HomeContributorsFundamental AnalysisEUR/USD Extends Yesterday's Advance, Count Down to the November PMIs

EUR/USD Extends Yesterday’s Advance, Count Down to the November PMIs

Markets

Risk-on held the upper hand during an initially choppy trading session yesterday. Stocks finished 0.5-1.4% higher in Europe and the US despite the grim economic picture painted by the OECD. Core bonds gained ground with US Treasuries outperforming Bunds. The likes of Fed’s Mester and George continued to strike a hawkish tone but US markets for now show little appetite to push up the expected terminal rate beyond the 5% currently priced in. ECB’s Holzmann repeated his support for a 75 bps move, based on current data, in December while Nagel said he’ll push for a start of QT early next year. US yields fell 3.8 bps at the front and more than 7 bps from the 5y through the long end. German yields eased no more than 2 bps. The dollar declined across the board. EUR/USD rose from 1.024 to the 1.03 big figure. USD/JPY eased to 141.23, losing one big figure on the day. Sterling’s performance was disappointing given the risk mood. EUR/GBP rebounded from intraday lows near 0.863 after closing in on the Aug-Oct upward sloping trend line to finish marginally higher around 0.867. Brent oil pared gains after testing the $90/b level but still closed slightly higher at $88.36. Bloomberg later reported the EU is likely to water down its sanctions proposal for a price cap on Russian oil by delaying the full implementation and softening key shipping provisions. Gas was not impressed by Europe’s suggestion either to cap prices at €275/MWh, a level only seen in August when prices soared beyond €300/MWh.

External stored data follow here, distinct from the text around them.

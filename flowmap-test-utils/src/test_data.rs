// Copyright 2025 Umberto Gotti <umberto.gotti@umbertogotti.dev>
// Licensed under the Apache License, Version 2.0
// http://www.apache.org/licenses/LICENSE-2.0

//! Structured chunks for exercising object-mode streams.

use std::fmt::{self, Display};

#[derive(Debug, Clone, PartialEq, Eq, PartialOrd, Ord, Hash)]
pub struct Person {
    pub name: String,
    pub age: u32,
}

impl Person {
    #[must_use]
    pub fn named(name: &str, age: u32) -> Self {
        Self {
            name: name.to_string(),
            age,
        }
    }
}

impl Display for Person {
    fn fmt(&self, f: &mut fmt::Formatter<'_>) -> fmt::Result {
        write!(f, "{} ({})", self.name, self.age)
    }
}

pub fn person_alice() -> Person {
    Person::named("Alice", 25)
}

pub fn person_bob() -> Person {
    Person::named("Bob", 30)
}

pub fn person_charlie() -> Person {
    Person::named("Charlie", 35)
}

pub fn person_dave() -> Person {
    Person::named("Dave", 28)
}

/// Alice, Bob, Charlie and Dave, in that order.
pub fn people() -> Vec<Person> {
    vec![person_alice(), person_bob(), person_charlie(), person_dave()]
}
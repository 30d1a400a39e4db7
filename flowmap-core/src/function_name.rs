// Copyright 2025 Umberto Gotti <umberto.gotti@umbertogotti.dev>
// Licensed under the Apache License, Version 2.0
// http://www.apache.org/licenses/LICENSE-2.0

//! Best-effort extraction of a human-readable name from a callable.
//!
//! [`function_name`] works on values: it reads the compiler-provided type name
//! of the callable and returns its last path segment. Closures and function
//! pointers have no declared name and resolve to [`ANONYMOUS`].
//!
//! [`function_name_from_source`] works on text (a declaration such as
//! `pub fn parse(input: &str)`, a closure, or a type name) and is the only
//! place where a non-callable input is detected at runtime.
//!
//! ```
//! use flowmap_core::function_name::{function_name, function_name_from_source};
//!
//! fn named_fn() {}
//!
//! assert_eq!(function_name(&named_fn), "named_fn");
//! assert_eq!(function_name(&|| ()), "anonymous");
//! assert_eq!(function_name_from_source("fn parse(s: &str)").unwrap(), "parse");
//! assert!(function_name_from_source("42").is_err());
//! ```

use crate::Callable;
use flowmap_error::{FlowMapError, Result};
use once_cell::sync::Lazy;
use regex::Regex;

/// Name returned for callables without a declared name.
pub const ANONYMOUS: &str = "anonymous";

static IDENTIFIER: Lazy<Regex> =
    Lazy::new(|| Regex::new(r"^[A-Za-z_][A-Za-z0-9_]*$").expect("valid identifier pattern"));

// `fn <name>` with any leading qualifiers; the name is absent for fn pointers.
static FN_DECLARATION: Lazy<Regex> = Lazy::new(|| {
    Regex::new(
        r#"^(?:pub(?:\([^)]*\))?\s+)?(?:for<[^>]*>\s*)?(?:(?:const|async|unsafe)\s+)*(?:extern\s+(?:"[^"]*"\s+)?)?fn\b\s*([A-Za-z_][A-Za-z0-9_]*)?"#,
    )
    .expect("valid fn declaration pattern")
});

static CLOSURE: Lazy<Regex> = Lazy::new(|| {
    Regex::new(r"(?:^(?:async\s+)?(?:move\s+)?\|)|(?:\{\{closure\}\}$)")
        .expect("valid closure pattern")
});

/// Returns the declared name of `f`, or `"anonymous"`.
///
/// The native name is the last segment of [`std::any::type_name`] with generic
/// arguments removed. References and boxes are looked through, and trait
/// objects (`Box<dyn Fn()>`) have no name. When the segment is not a plain
/// identifier (closures, function pointers) the type name is handed to
/// [`function_name_from_source`]; a type name it cannot interpret also yields
/// `"anonymous"`.
///
/// `f` may take up to twelve arguments.
pub fn function_name<F, Args>(_f: &F) -> String
where
    F: Callable<Args>,
{
    let type_name = unwrap_callable_wrappers(std::any::type_name::<F>());
    if type_name.starts_with("dyn ") {
        return ANONYMOUS.to_string();
    }
    match native_name(type_name) {
        Some(name) => resolve(name),
        None => function_name_from_source(type_name).unwrap_or_else(|_| ANONYMOUS.to_string()),
    }
}

/// Extracts a function name from its textual representation.
///
/// Accepts `fn` declarations (with visibility, `const`, `async`, `unsafe` or
/// `extern` qualifiers), function pointer types and closures.
///
/// # Errors
///
/// Returns [`FlowMapError::InvalidArgument`] if `source` does not describe a
/// callable.
pub fn function_name_from_source(source: &str) -> Result<String> {
    let source = source.trim();
    if let Some(captures) = FN_DECLARATION.captures(source) {
        let name = captures.get(1).map_or("", |m| m.as_str());
        return Ok(resolve(name));
    }
    if CLOSURE.is_match(source) {
        return Ok(ANONYMOUS.to_string());
    }
    Err(FlowMapError::invalid_argument(format!(
        "must provide a function. Value: `{source}`"
    )))
}

fn resolve(name: &str) -> String {
    if name.is_empty() {
        ANONYMOUS.to_string()
    } else {
        name.to_string()
    }
}

fn native_name(type_name: &str) -> Option<&str> {
    let path = strip_generic_args(type_name);
    let segment = path.rsplit_once("::").map_or(path, |(_, last)| last);
    IDENTIFIER.is_match(segment).then_some(segment)
}

// `&alloc::boxed::Box<a::f>` -> `a::f`
fn unwrap_callable_wrappers(mut type_name: &str) -> &str {
    loop {
        if let Some(rest) = type_name
            .strip_prefix("&mut ")
            .or_else(|| type_name.strip_prefix('&'))
        {
            type_name = rest;
        } else if let Some(inner) = type_name
            .strip_prefix("alloc::boxed::Box<")
            .and_then(|rest| rest.strip_suffix('>'))
        {
            type_name = inner;
        } else {
            return type_name;
        }
    }
}

// `a::b<c::D<E>>` -> `a::b`
fn strip_generic_args(type_name: &str) -> &str {
    if !type_name.ends_with('>') {
        return type_name;
    }
    let mut depth = 0usize;
    for (pos, ch) in type_name.char_indices().rev() {
        match ch {
            // `->` of a fn pointer type
            '>' if type_name[..pos].ends_with('-') => {}
            '>' => depth += 1,
            '<' => {
                depth = depth.saturating_sub(1);
                if depth == 0 {
                    return &type_name[..pos];
                }
            }
            _ => {}
        }
    }
    type_name
}
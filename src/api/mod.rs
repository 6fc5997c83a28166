//! HTTP server module
//!
//! Exposes the export form endpoint plus health and OpenAPI documentation.
//! Every export request is handled independently: the table, the ticket list and
//! the credentials live only for the duration of that request.

use crate::client::{ConversationSource, HelpdeskClient};
use crate::{Config, Result};
use axum::{
    Router,
    http::HeaderValue,
    routing::{get, post},
};
use std::sync::Arc;
use tokio::net::TcpListener;
use tower_http::cors::{AllowOrigin, Any, CorsLayer};
use tower_http::trace::TraceLayer;
use utoipa::OpenApi;
use utoipa_swagger_ui::SwaggerUi;

pub mod error_response;
pub mod openapi;
pub mod routes;
pub mod state;

pub use openapi::ApiDoc;
pub use state::AppState;

/// Create the router with all route definitions
///
/// # Routes
///
/// - `POST /export` - Export ticket comments as a CSV download (form submission)
/// - `GET /health` - Health check
/// - `GET /openapi.json` - OpenAPI specification
/// - `GET /swagger-ui` - Interactive Swagger UI documentation (if enabled)
pub fn create_router(source: Arc<dyn ConversationSource>, config: Arc<Config>) -> Router {
    let state = AppState::new(source, config.clone());

    let router = Router::new()
        .route("/export", post(routes::export_comments))
        .route("/health", get(routes::health_check))
        .route("/openapi.json", get(routes::openapi_spec));

    let router = if config.server.api.swagger_ui {
        router.merge(SwaggerUi::new("/swagger-ui").url("/api-docs/openapi.json", ApiDoc::openapi()))
    } else {
        router
    };

    let router = router.with_state(state).layer(TraceLayer::new_for_http());

    if config.server.api.cors_enabled {
        let cors = build_cors_layer(&config.server.api.cors_origins);
        router.layer(cors)
    } else {
        router
    }
}

/// Build a CORS layer based on configured origins
///
/// `"*"` or an empty list allows any origin.
fn build_cors_layer(origins: &[String]) -> CorsLayer {
    let allow_any = origins.iter().any(|o| o == "*");

    if allow_any || origins.is_empty() {
        CorsLayer::new()
            .allow_origin(Any)
            .allow_methods(Any)
            .allow_headers(Any)
    } else {
        let allowed: Vec<HeaderValue> = origins.iter().filter_map(|o| o.parse().ok()).collect();

        CorsLayer::new()
            .allow_origin(AllowOrigin::list(allowed))
            .allow_methods(Any)
            .allow_headers(Any)
    }
}

/// Serve `router` on an already bound listener until a shutdown signal arrives
pub async fn serve(listener: TcpListener, router: Router) -> Result<()> {
    axum::serve(listener, router)
        .with_graceful_shutdown(crate::wait_for_signal())
        .await
        .map_err(|e| crate::error::Error::ApiServerError(e.to_string()))
}

/// Start the export server on the configured bind address.
///
/// Builds the helpdesk client from `config`, binds the listener, and serves until
/// SIGTERM/SIGINT (or Ctrl+C).
///
/// # Example
///
/// ```no_run
/// use freshdesk_export::Config;
/// use std::sync::Arc;
///
/// # async fn example() -> Result<(), Box<dyn std::error::Error>> {
/// let config = Arc::new(Config::default());
/// freshdesk_export::api::start_api_server(config).await?;
/// # Ok(())
/// # }
/// ```
pub async fn start_api_server(config: Arc<Config>) -> Result<()> {
    config.validate()?;
    let bind_address = config.server.api.bind_address;

    let client = HelpdeskClient::new(config.helpdesk.clone())?;
    let app = create_router(Arc::new(client), config);

    let listener = TcpListener::bind(bind_address)
        .await
        .map_err(crate::error::Error::Io)?;

    tracing::info!(address = %bind_address, "export server listening");

    serve(listener, app).await?;

    tracing::info!("export server stopped");
    Ok(())
}

// unwrap/expect are acceptable in tests for concise failure-on-error assertions
#[allow(clippy::unwrap_used, clippy::expect_used)]
#[cfg(test)]
mod tests;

Asian-Pacific stocks have another green session this morning. South Korea outperforms with an 1.87% advance. Japanese markets are closed. China ekes out a small gain even as violent protests broke out in Zhengzhou. Tensions boiled as the city is now almost one month under tough corona restrictions, highlighting how the zero-Covid strategy is testing its limits. The yuan lost a tad after Bloomberg ran the story. USD/CNY rises to 7.15 currently. The kiwi dollar and yields increase following the RBNZ’s record 75 bps hike and upgraded terminal rate forecasts (see below). Other dollar pairs trade mixed. EUR/USD extends yesterday’s advance to 1.0327 as European investors count down to the November PMIs. Consensus expects a further, controlled decline to 46 for the manufacturing and 48 for the services sector, bringing the composite to 47 (from 47.3 in October). Risks are two-sided with (stagflation) details from the October reading foretelling another weaker-than-expected November figure. But rapidly falling gas prices in recent weeks may have acted as a counterbalancing factor. In the current market environment, any positive surprise in any case would have to be material enough to jolt German/European yields. The reaction in EUR/USD, however, is also dependent on the FOMC meeting minutes, published tonight. US money markets currently have found a short-term equilibrium around a 5% peak policy rate. Investors will be looking for clues whether that’s what Powell had in mind when he said the “ultimate level of interest rates will be higher than previously expected” at the Nov 2 meeting.

News Headlines

The Reserve Bank of New Zealand accelerated its tightening cycle this morning, raising the policy rate for the first time by 75 bps, from 3.5% to 4.25%. The central bank agrees that frontloading its actions are necessary to ensure inflation returns to target (2% with 1% tolerance band). Too high core CPI, employment beyond maximum sustainable levels and rising near-term inflation expectations left the RBNZ no other choice. They even contemplated hiking by 100 bps. In its new quarterly monetary policy report, they significantly raised their peak policy rate forecast from 4% to 5.50/5.75% with the peak rate remaining above 5% during fiscal (March) years 2024 and 2025. Inflation forecasts over the policy horizon are raised to 7.5% for FY 2023 (from 5.3% in August), 3.8% for 2024 (from 3.1%) and 2.4% for 2025 (from 2%). The RBNZ is willing to go the extra mile in its inflation fight even as it comes at a significant economic cost: FY 2024 and 2025 growth is expected to average 0.1% (from 0.8% & 1% in August) with the unemployment rate rising to 5.7% in FY 2025 (from 5%). The hawkish RBNZ goes against the market trend of expecting central banks to slow it down to safeguard growth. NZD swap rates rise by 10 bps (20y) to 25 bps (2y) with the curve inverting further. The kiwi dollar fails to profit from the yield support. NZD/USD spike from 0.614 to 0.619 (November high resistance) on the release before paring gains to 0.617.